Rogue Trooper Redux PS4 Review

Rogue Trooper Redux is a third-person cover-based action shooter available from retail stores and for download from the PlayStation Store for the PS4. Rogue Trooper Redux is a remake of a PS2 game which originally released in 2006. Prior to the 2006 videogame; Rogue Trooper’s origins in the videogame industry date as far back as 1986 when Piranha Software developed an isometric shooter for the Amstrad CPC, Commodore 64 and ZX Spectrum, while Krisalis Software developed a fusion of platforming and first-person vehicular gameplay for the Amiga and Atari ST in 1990. Rogue Trooper tells the story of a 2000 AD character named Rogue that was created by Gerry Finley-Day and Dave Gibbons; making a debut appearance in issue 228 of the 2000 AD comic book in 1981. Rogue Trooper received its best known videogame adaptation by Sniper Elite series creator Rebellion who has a partnership with the iconic comic book publisher 2000 AD having earlier developed Judge Dredd: Dredd vs. Death in 2003. Can Rogue Trooper Redux capture the quality of the original game for two generations worth of technical advancement?

The story revolves around a war between two opposing factions on a planet named Nu-Earth as it is a significant strategic position due to the discovery of black holes having the capability to be utilised as warp gates between multiple areas of a galaxy. Unfortunately, given that Nu-Earth is within the orbit of a black hole and two suns; a brutal war has ravaged what was once a tranquil paradise, descending into a polluted toxic wasteland in which war has raged between GIs and Norts for 20 long years.

Rogue Trooper Redux’s core feature is undoubtedly its story campaign which spans 13 large scale single player missions. There are two additional game modes beyond the story campaign including Stronghold mode in which the player and an A.I. controlled ally must hold their position and survive in the process by defending their base against wave after wave of enemies, while Progressive mode tasks the player with pushing through just as many enemies in order to guarantee your character’s escape the current environment. Stronghold has two maps, while Progressive has three separate maps in addition to both modes having the customisable options of mirroring the world, a time limit of 5 to 15 minutes, anywhere between 4 to 16 lives, 4 characters to choose from and 4 underslung weapons to select from.
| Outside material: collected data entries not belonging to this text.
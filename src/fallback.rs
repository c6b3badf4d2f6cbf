//! Synthetic fallback playback.
//!
//! - `FallbackBuffer`: placeholder frames generated once at startup, shared read-only.
//! - `FramePacer`: drift-corrected scheduling for fallback playback.

use std::path::Path;
use std::time::{Duration, Instant};

use image::{Rgb, RgbImage};
use rand::RngCore;

use crate::error::RelayError;
use crate::frame::Frame;

/// Pre-rendered placeholder frames. Never empty.
#[derive(Debug)]
pub struct FallbackBuffer {
    frames: Vec<Frame>,
}

impl FallbackBuffer {
    /// Render `count` frames of grey static at `width`x`height`.
    ///
    /// Frames that fail to encode are skipped; producing none at all is fatal.
    pub fn generate(count: usize, width: u32, height: u32, quality: u8) -> Result<Self, RelayError> {
        if count == 0 || width == 0 || height == 0 {
            return Err(RelayError::FatalStartup(format!(
                "fallback geometry {}x{} x{} frames is empty",
                width, height, count
            )));
        }
        let mut rng = rand::thread_rng();
        let mut noise = vec![0u8; width as usize * height as usize];
        let mut frames = Vec::with_capacity(count);
        for index in 0..count {
            rng.fill_bytes(&mut noise);
            let image = RgbImage::from_fn(width, height, |x, y| {
                let v = noise[y as usize * width as usize + x as usize];
                Rgb([v, v, v])
            });
            match Frame::encode(&image, quality) {
                Ok(frame) => frames.push(frame),
                Err(err) => log::warn!("fallback frame {} failed to encode: {}", index, err),
            }
        }
        Self::from_frames(frames)
    }

    /// Load a single placeholder JPEG from disk.
    pub fn from_image_file(path: &Path) -> Result<Self, RelayError> {
        let bytes = std::fs::read(path).map_err(|e| {
            RelayError::FatalStartup(format!(
                "fallback image not readable at {}: {}",
                path.display(),
                e
            ))
        })?;
        let frame = Frame::new(bytes);
        frame.decode().map_err(|e| {
            RelayError::FatalStartup(format!(
                "fallback image {} is not a usable JPEG: {}",
                path.display(),
                e
            ))
        })?;
        Self::from_frames(vec![frame])
    }

    pub fn from_frames(frames: Vec<Frame>) -> Result<Self, RelayError> {
        if frames.is_empty() {
            return Err(RelayError::FatalStartup(
                "no fallback frames could be produced".to_string(),
            ));
        }
        Ok(Self { frames })
    }

    pub fn len(&self) -> usize {
        self.frames.len()
    }

    pub fn is_empty(&self) -> bool {
        self.frames.is_empty()
    }

    /// Frame at `cursor mod len`, and the cursor to use next time.
    pub fn next(&self, cursor: usize) -> (&Frame, usize) {
        let index = cursor % self.frames.len();
        (&self.frames[index], (index + 1) % self.frames.len())
    }
}

/// Maximum lag, in frame intervals, before the pacer gives up catching up.
const MAX_LAG_INTERVALS: u32 = 4;

/// Schedules frames at a fixed rate against ideal send times.
///
/// Each due time is the previous due time plus one interval, so time spent
/// encoding or writing a frame does not push later frames back.
#[derive(Clone, Debug)]
pub struct FramePacer {
    interval: Duration,
    next_due: Instant,
}

impl FramePacer {
    /// First frame is due at `start`.
    pub fn new(fps: f32, start: Instant) -> Self {
        let fps = if fps.is_finite() && fps > 0.0 { fps } else { 1.0 };
        Self {
            interval: Duration::from_secs_f32(1.0 / fps),
            next_due: start,
        }
    }

    pub fn interval(&self) -> Duration {
        self.interval
    }

    /// How long to wait from `now` until the next frame is due. Advances the schedule.
    pub fn wait(&mut self, now: Instant) -> Duration {
        let due = self.next_due;
        if now > due + self.interval * MAX_LAG_INTERVALS {
            self.next_due = now + self.interval;
            return Duration::ZERO;
        }
        self.next_due = due + self.interval;
        due.saturating_duration_since(now)
    }
}

#[cfg(test)]
mod tests {
    use super::*;

    #[test]
    fn generates_distinct_decodable_frames() {
        let buffer = FallbackBuffer::generate(3, 32, 24, 70).unwrap();
        assert_eq!(buffer.len(), 3);
        let (first, _) = buffer.next(0);
        let (second, _) = buffer.next(1);
        assert_ne!(first, second);
        assert_eq!(first.decode().unwrap().dimensions(), (32, 24));
    }

    #[test]
    fn empty_geometry_is_fatal() {
        assert!(matches!(
            FallbackBuffer::generate(0, 32, 24, 70),
            Err(RelayError::FatalStartup(_))
        ));
        assert!(matches!(
            FallbackBuffer::from_frames(Vec::new()),
            Err(RelayError::FatalStartup(_))
        ));
    }

    #[test]
    fn cursor_wraps() {
        let frames = (0..3u8).map(|i| Frame::new(vec![i])).collect();
        let buffer = FallbackBuffer::from_frames(frames).unwrap();
        let mut cursor = 0;
        let mut seen = Vec::new();
        for _ in 0..7 {
            let (frame, next) = buffer.next(cursor);
            seen.push(frame.as_bytes()[0]);
            cursor = next;
        }
        assert_eq!(seen, vec![0, 1, 2, 0, 1, 2, 0]);
        assert_eq!(buffer.next(10).0.as_bytes(), &[1]);
    }

    #[test]
    fn unreadable_fallback_image_is_fatal() {
        let dir = tempfile::tempdir().unwrap();
        let missing = dir.path().join("fallback.jpg");
        assert!(matches!(
            FallbackBuffer::from_image_file(&missing),
            Err(RelayError::FatalStartup(_))
        ));

        std::fs::write(&missing, b"not a jpeg").unwrap();
        assert!(matches!(
            FallbackBuffer::from_image_file(&missing),
            Err(RelayError::FatalStartup(_))
        ));
    }

    /// Simulated clock: emits frames while `now < start + window`, adding `jitter`
    /// after every sleep the way a busy scheduler would.
    fn frames_in_window(fps: f32, window: Duration, jitter: Duration) -> usize {
        let start = Instant::now();
        let end = start + window;
        let mut pacer = FramePacer::new(fps, start);
        let mut now = start;
        let mut emitted = 0;
        loop {
            let wait = pacer.wait(now);
            if now + wait >= end {
                break;
            }
            now += wait + jitter;
            emitted += 1;
        }
        emitted
    }

    #[test]
    fn pacing_holds_rate_under_jitter() {
        for fps in [5.0f32, 15.0, 30.0] {
            let interval = Duration::from_secs_f32(1.0 / fps);
            for jitter in [Duration::ZERO, interval / 4, interval / 2] {
                let window = Duration::from_secs(3);
                let expected = window.as_secs_f32() * fps;
                let emitted = frames_in_window(fps, window, jitter) as f32;
                assert!(
                    (emitted - expected).abs() <= 1.0,
                    "fps {} jitter {:?}: {} frames, expected {}",
                    fps,
                    jitter,
                    emitted,
                    expected
                );
            }
        }
    }

    #[test]
    fn pacer_resyncs_after_long_hiccup() {
        let start = Instant::now();
        let mut pacer = FramePacer::new(10.0, start);
        assert_eq!(pacer.wait(start), Duration::ZERO);
        let late = start + Duration::from_secs(2);
        assert_eq!(pacer.wait(late), Duration::ZERO);
        // No burst: the next frame is one interval after the hiccup.
        assert_eq!(pacer.wait(late), pacer.interval());
    }
}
Character design is quite impressive as the player’s lead character named Rogue is always forming a partnership with his fellow GIs as a band of brothers who have each other’s backs. GI character design is interesting as in the story they were designed to be physically capable of combat within the poor living conditions of Nu-Earth’s surface.

Enemy design has a wide range of diversity including infantry Norts that have to wear breathing apparatus to be able to walk on the surface of Nu-Earth, although the venting of the air through the back of their suits gives away their position even when they are in cover and Nort Tactical Armour that are hulking in size with heavy armour that can take a lot of damage and shoots rapid fire weaponry. There are also mechanical enemies such as decapitators that are essentially drones programmed to hone in on the locations of GIs and explode on contact; clusters of sentry gun equipped pillboxes; and drill probes that transports groups of Norts from underground to the surface through automated self guidance which is capable of surprising GIs with not only a large group of enemies, but also the massive drill at the front of the vehicle. There are vehicles that are piloted by infantry such as attack hoppas that provide fast paced aerial assaults by firing rockets at GIs, alongside heavy tanks capable of crushing anything caught in its path in addition to firing half a tonne shells accompanied by smaller turrets and secondary weapons; and armoured patrol boats that fire upon anyone who is not supposed to be in the water. There are further enemies such as Nort captains and commanders that gradually show how much they hate GIs and more enemies besides.

Rogue has enough weaponry at his disposal to defeat the Norts initially including a powerful primary weapon and a pistol as a secondary weapon, although further weaponry can be manufactured using blueprints such as a shotgun, a beam rifle and more besides. Frag grenades are capable of defeating multiple nearby Norts, while scrambler grenades are utilised to short circuit mechanical enemies through an electromagnet pulse, alongside micro mines that are capable of destroying circuitry powering enemy turrets or security doors. Turret emplacements can be utilised to destroy nearby tanks or a large group of enemies with some turrets such as rapid fire machinegun emplacements even temporarily switching to a first-person perspective.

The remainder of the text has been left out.